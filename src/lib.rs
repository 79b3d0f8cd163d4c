//! # netwatch
//!
//! Polls one or more netdata daemons and exposes selected metric dimensions,
//! plus an aggregate alarm status per host, as sensors.
//!
//! The polling core lives in `netwatch-core`; this crate is the host process
//! around it:
//!
//! - **[`config`]**: TOML settings with environment overrides, validated into
//!   [`HostSpec`]s
//! - **[`app`]**: sets hosts up, keeps their sensors, shuts them down
//! - **[`report`]**: plain-text sensor table
//! - **[`export`]**: JSON document of every sensor's state
//!
//! ## Usage
//!
//! ```bash
//! # Print a sensor table whenever a host publishes, at most every 5 seconds
//! netwatch --config netwatch.toml --report-every 5
//!
//! # Poll every host once and write the result
//! netwatch --config netwatch.toml --export sensors.json
//! ```
//!
//! ### As a library
//!
//! ```no_run
//! use netwatch::{App, Settings};
//!
//! # tokio_test::block_on(async {
//! let settings = Settings::load("netwatch.toml".as_ref()).unwrap();
//! let app = App::setup(settings.host_specs().unwrap()).await;
//! println!("{}", netwatch::report::render(&app));
//! app.shutdown().await;
//! # });
//! ```

pub mod app;
pub mod config;
pub mod export;
pub mod report;

pub use app::{App, FailedHost, HostEntry};
pub use config::{HostConfig, Settings};
pub use netwatch_core::HostSpec;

###

- [Description of the task]:
Produce a word-for-word restatement of all the records.

- [Answer below]:
filename src/lib.rs
repository 79b3d0f8cd163d4c
//! # netwatch
//!
//! Polls one or more netdata daemons and exposes selected metric dimensions,
//! plus an aggregate alarm status per host, as sensors.
//!
//! The polling core lives in `netwatch-core`; this crate is the host process
//! around it:
//!
//! - **[`config`]**: TOML settings with environment overrides, validated into
//!   [`HostSpec`]s
//! - **[`app`]**: sets hosts up, keeps their sensors, shuts them down
//! - **[`report`]**: plain-text sensor table
//! - **[`export`]**: JSON document of every sensor's state
//!
//! ## Usage
//!
//! ```bash
//! # Print a sensor table whenever a host publishes, at most every 5 seconds
//! netwatch --config netwatch.toml --report-every 5
//!
//! # Poll every host once and write the result
//! netwatch --config netwatch.toml --export sensors.json
//! ```
//!
//! ### As a library
//!
//! ```no_run
//! use netwatch::{App, Settings};
//!
//! # tokio_test::block_on(async {
//! let settings = Settings::load("netwatch.toml".as_ref()).unwrap();
//! let app = App::setup(settings.host_specs().unwrap()).await;
//! println!("{}", netwatch::report::render(&app));
//! app.shutdown().await;
//! # });
//! ```

pub mod app;
pub mod config;
pub mod export;
pub mod report;

pub use app::{App, FailedHost, HostEntry};
pub use config::{HostConfig, Settings};
pub use netwatch_core::HostSpec;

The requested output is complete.